01.10.-31.10.

tingles & clicks

Interactive Online 3D Sound Experience

Schutzmaske tragen, Sicherheitsabstand einhalten, soziale Kontakte reduzieren und so weiter. Die Social-Distancing-Anweisungen haben uns von Anfang an durch diese globale Gesundheitskrise begleitet. Zwischenmenschliche Berührungen werden zugunsten des Schutzes des Individuums zurückgedrängt.

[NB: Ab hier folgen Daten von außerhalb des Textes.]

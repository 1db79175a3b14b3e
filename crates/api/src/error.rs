//! API error types with HTTP response mapping.

use axum::http::StatusCode;
use axum::response::{IntoResponse, Response};
use domain::DomainError;
use ledger::LedgerError;
use saga::SagaError;

/// API-level error type that maps to HTTP responses.
#[derive(Debug)]
pub enum ApiError {
    /// Bad request from the client.
    BadRequest(String),
    /// Domain rule violation.
    Domain(DomainError),
    /// Onboarding or saga error.
    Saga(SagaError),
    /// The request could not be served for a reason the caller cannot fix.
    Internal(String),
}

impl IntoResponse for ApiError {
    fn into_response(self) -> Response {
        let (status, message) = match self {
            ApiError::BadRequest(msg) => (StatusCode::BAD_REQUEST, msg),
            ApiError::Domain(err) => domain_error_to_response(err),
            ApiError::Saga(err) => saga_error_to_response(err),
            ApiError::Internal(msg) => {
                tracing::error!(error = %msg, "internal error");
                (StatusCode::INTERNAL_SERVER_ERROR, msg)
            }
        };

        let body = serde_json::json!({ "error": message });
        (status, axum::Json(body)).into_response()
    }
}

fn domain_error_to_response(err: DomainError) -> (StatusCode, String) {
    match &err {
        DomainError::Validation { .. } => (StatusCode::BAD_REQUEST, err.to_string()),
        DomainError::InvariantViolation(_) => {
            tracing::error!(error = %err, "domain invariant violated");
            (StatusCode::INTERNAL_SERVER_ERROR, err.to_string())
        }
    }
}

fn saga_error_to_response(err: SagaError) -> (StatusCode, String) {
    let status = saga_status(&err);
    if status.is_server_error() {
        tracing::error!(error = %err, status = status.as_u16(), "request failed");
    }
    (status, err.to_string())
}

/// Maps a saga error to the status code reported to the caller.
pub fn saga_status(err: &SagaError) -> StatusCode {
    if let SagaError::Failed(failure) = err
        && failure.is_inconsistent()
    {
        return StatusCode::INTERNAL_SERVER_ERROR;
    }
    if err.is_not_found() {
        return StatusCode::NOT_FOUND;
    }
    if err.is_conflict() {
        return StatusCode::CONFLICT;
    }
    match err {
        SagaError::Validation(_)
        | SagaError::Domain(DomainError::Validation { .. })
        | SagaError::Ledger(LedgerError::InvalidArgument(_))
        | SagaError::Ledger(LedgerError::Domain(DomainError::Validation { .. })) => {
            StatusCode::BAD_REQUEST
        }
        SagaError::Failed(_)
        | SagaError::Identity(_)
        | SagaError::Payment(_)
        | SagaError::Ledger(LedgerError::Unavailable(_)) => StatusCode::BAD_GATEWAY,
        SagaError::ConnectorExhausted { .. } => StatusCode::SERVICE_UNAVAILABLE,
        SagaError::DeadlineExceeded | SagaError::Cancelled => StatusCode::GATEWAY_TIMEOUT,
        _ => StatusCode::INTERNAL_SERVER_ERROR,
    }
}

impl From<DomainError> for ApiError {
    fn from(err: DomainError) -> Self {
        ApiError::Domain(err)
    }
}

impl From<SagaError> for ApiError {
    fn from(err: SagaError) -> Self {
        ApiError::Saga(err)
    }
}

Tingles & Clicks will diese verlorene Körperlichkeit in Auftragsarbeiten, für die herausragende Musiker*innen und Musiker quasi-taktile Erlebnisse schaffen, erforschen und aufleben lassen.

Interaktive Klangarbeiten von Natasha Barrett, Andrea Sodomka, Marco Donnarumma, Svetlana Maraš, kӣr, Ulf Langheinrich und Cam Deas.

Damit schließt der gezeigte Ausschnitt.